■ Exercise objective: Please reproduce the entries below exactly, starting at the first line and ending with the line that holds "from the steps.".

■ Provided data:
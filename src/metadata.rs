//! Codelab-level metadata as exported by the editor

use crate::environment::normalize_environments;
use crate::error::ParseError;
use crate::nullable::null_as_default;
use crate::snapshot::RawStep;
use crate::types::Meta;
use serde::Deserialize;
use std::time::Duration;

#[derive(Debug, Clone, Default, PartialEq, Eq, Deserialize)]
#[serde(rename_all = "camelCase", default)]
pub struct RawMetadata {
    #[serde(deserialize_with = "null_as_default")]
    pub summary: String,
    #[serde(deserialize_with = "null_as_default", rename = "relativeURL")]
    pub id: String,
    #[serde(deserialize_with = "null_as_default", rename = "feedbackURL")]
    pub feedback_url: String,
    #[serde(deserialize_with = "null_as_default", rename = "analyticsAccountID")]
    pub analytics_account_id: String,
    #[serde(deserialize_with = "null_as_default")]
    pub category: String,
    #[serde(deserialize_with = "null_as_default")]
    pub status: String,
    #[serde(deserialize_with = "null_as_default")]
    pub environments: Vec<String>,
}

impl RawMetadata {
    /// Build the document `Meta`
    ///
    /// Title and author live on the snapshot rather than in the metadata
    /// block; the total duration is summed from the steps.
    pub fn parse(&self, steps: &[RawStep], title: &str, author: &str) -> Result<Meta, ParseError> {
        let mut duration = Duration::ZERO;
        for step in steps {
            duration = duration.saturating_add(step.duration()?);
        }

        let authors = if author.is_empty() {
            Vec::new()
        } else {
            vec![author.to_string()]
        };

        let categories = if self.category.is_empty() {
            Vec::new()
        } else {
            vec![self.category.clone()]
        };

        let status = Some(self.status.to_lowercase()).filter(|s| !s.is_empty());

        Ok(Meta {
            id: self.id.clone(),
            title: title.to_string(),
            summary: self.summary.clone(),
            authors,
            categories,
            tags: normalize_environments(&self.environments),
            status,
            feedback: self.feedback_url.clone(),
            ga: self.analytics_account_id.clone(),
            duration,
        })
    }
}

#[cfg(test)]
mod tests {
    use super::*;

    fn step(title: &str, duration: i64) -> RawStep {
        RawStep {
            segments: Vec::new(),
            title: title.to_string(),
            duration,
        }
    }

    #[test]
    fn test_decode_full_metadata() {
        let raw: RawMetadata = serde_json::from_str(
            r#"{
                "summary": "A sample codelab",
                "relativeURL": "sample2",
                "feedbackURL": "feedback.com",
                "analyticsAccountID": "lkjhbv",
                "category": "Ads",
                "status": "Published",
                "environments": ["Web", "Kiosk"]
            }"#,
        )
        .unwrap();

        assert_eq!(raw.id, "sample2");
        assert_eq!(raw.feedback_url, "feedback.com");
        assert_eq!(raw.analytics_account_id, "lkjhbv");
        assert_eq!(raw.environments, vec!["Web", "Kiosk"]);
    }

    #[test]
    fn test_decode_missing_fields_default() {
        let raw: RawMetadata = serde_json::from_str("{}").unwrap();
        assert_eq!(raw, RawMetadata::default());
    }

    #[test]
    fn test_decode_wrong_shape_fails() {
        let result: Result<RawMetadata, _> = serde_json::from_str(r#"{"environments": "Web"}"#);
        assert!(result.is_err());
    }

    #[test]
    fn test_parse_meta() {
        let raw = RawMetadata {
            summary: "A sample codelab".to_string(),
            id: "sample2".to_string(),
            feedback_url: "feedback.com".to_string(),
            analytics_account_id: "lkjhbv".to_string(),
            category: "Ads".to_string(),
            status: "Published".to_string(),
            environments: vec!["Web".to_string(), "Kiosk".to_string()],
        };
        let steps = vec![step("one", 6), step("two", 1), step("three", 0)];

        let meta = raw.parse(&steps, "Untitled", "Joe Bloggs").unwrap();

        assert_eq!(meta.id, "sample2");
        assert_eq!(meta.title, "Untitled");
        assert_eq!(meta.authors, vec!["Joe Bloggs"]);
        assert_eq!(meta.categories, vec!["Ads"]);
        assert_eq!(meta.tags, vec!["kiosk", "web"]);
        assert_eq!(meta.status.as_deref(), Some("published"));
        assert_eq!(meta.feedback, "feedback.com");
        assert_eq!(meta.ga, "lkjhbv");
        assert_eq!(meta.duration, Duration::from_secs(7 * 60));
    }

    #[test]
    fn test_parse_empty_metadata() {
        let meta = RawMetadata::default().parse(&[], "", "").unwrap();
        assert!(meta.authors.is_empty());
        assert!(meta.categories.is_empty());
        assert!(meta.tags.is_empty());
        assert_eq!(meta.status, None);
        assert_eq!(meta.duration, Duration::ZERO);
    }

    #[test]
    fn test_parse_negative_duration_fails() {
        let steps = vec![step("fine", 3), step("broken", -2)];
        let err = RawMetadata::default().parse(&steps, "t", "a").unwrap_err();

        match err {
            ParseError::NegativeDuration { step, minutes } => {
                assert_eq!(step, "broken");
                assert_eq!(minutes, -2);
            }
            other => panic!("unexpected error: {}", other),
        }
    }
}
use thiserror::Error;

#[derive(Error, Debug)]
pub enum ParseError {
    #[error("Malformed codelab export: {0}")]
    Decode(#[from] serde_json::Error),

    #[error("Failed to read export: {0}")]
    Io(#[from] std::io::Error),

    #[error("Export too large: {size} bytes (max: {max})")]
    InputTooLarge { size: u64, max: u64 },

    #[error("Step \"{step}\" has a negative duration: {minutes} minutes")]
    NegativeDuration { step: String, minutes: i64 },

    #[error("Not implemented: {0}")]
    Unsupported(&'static str),

    #[error("No parser registered for format: {0}")]
    UnknownFormat(String),
}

■ Final answer:
filename src/metadata.rs
//! Codelab-level metadata as exported by the editor

use crate::environment::normalize_environments;
use crate::error::ParseError;
use crate::nullable::null_as_default;
use crate::snapshot::RawStep;
use crate::types::Meta;
use serde::Deserialize;
use std::time::Duration;

#[derive(Debug, Clone, Default, PartialEq, Eq, Deserialize)]
#[serde(rename_all = "camelCase", default)]
pub struct RawMetadata {
    #[serde(deserialize_with = "null_as_default")]
    pub summary: String,
    #[serde(deserialize_with = "null_as_default", rename = "relativeURL")]
    pub id: String,
    #[serde(deserialize_with = "null_as_default", rename = "feedbackURL")]
    pub feedback_url: String,
    #[serde(deserialize_with = "null_as_default", rename = "analyticsAccountID")]
    pub analytics_account_id: String,
    #[serde(deserialize_with = "null_as_default")]
    pub category: String,
    #[serde(deserialize_with = "null_as_default")]
    pub status: String,
    #[serde(deserialize_with = "null_as_default")]
    pub environments: Vec<String>,
}

impl RawMetadata {
    /// Build the document `Meta`
    ///
    /// Title and author live on the snapshot rather than in the metadata
    /// block; the total duration is summed from the steps.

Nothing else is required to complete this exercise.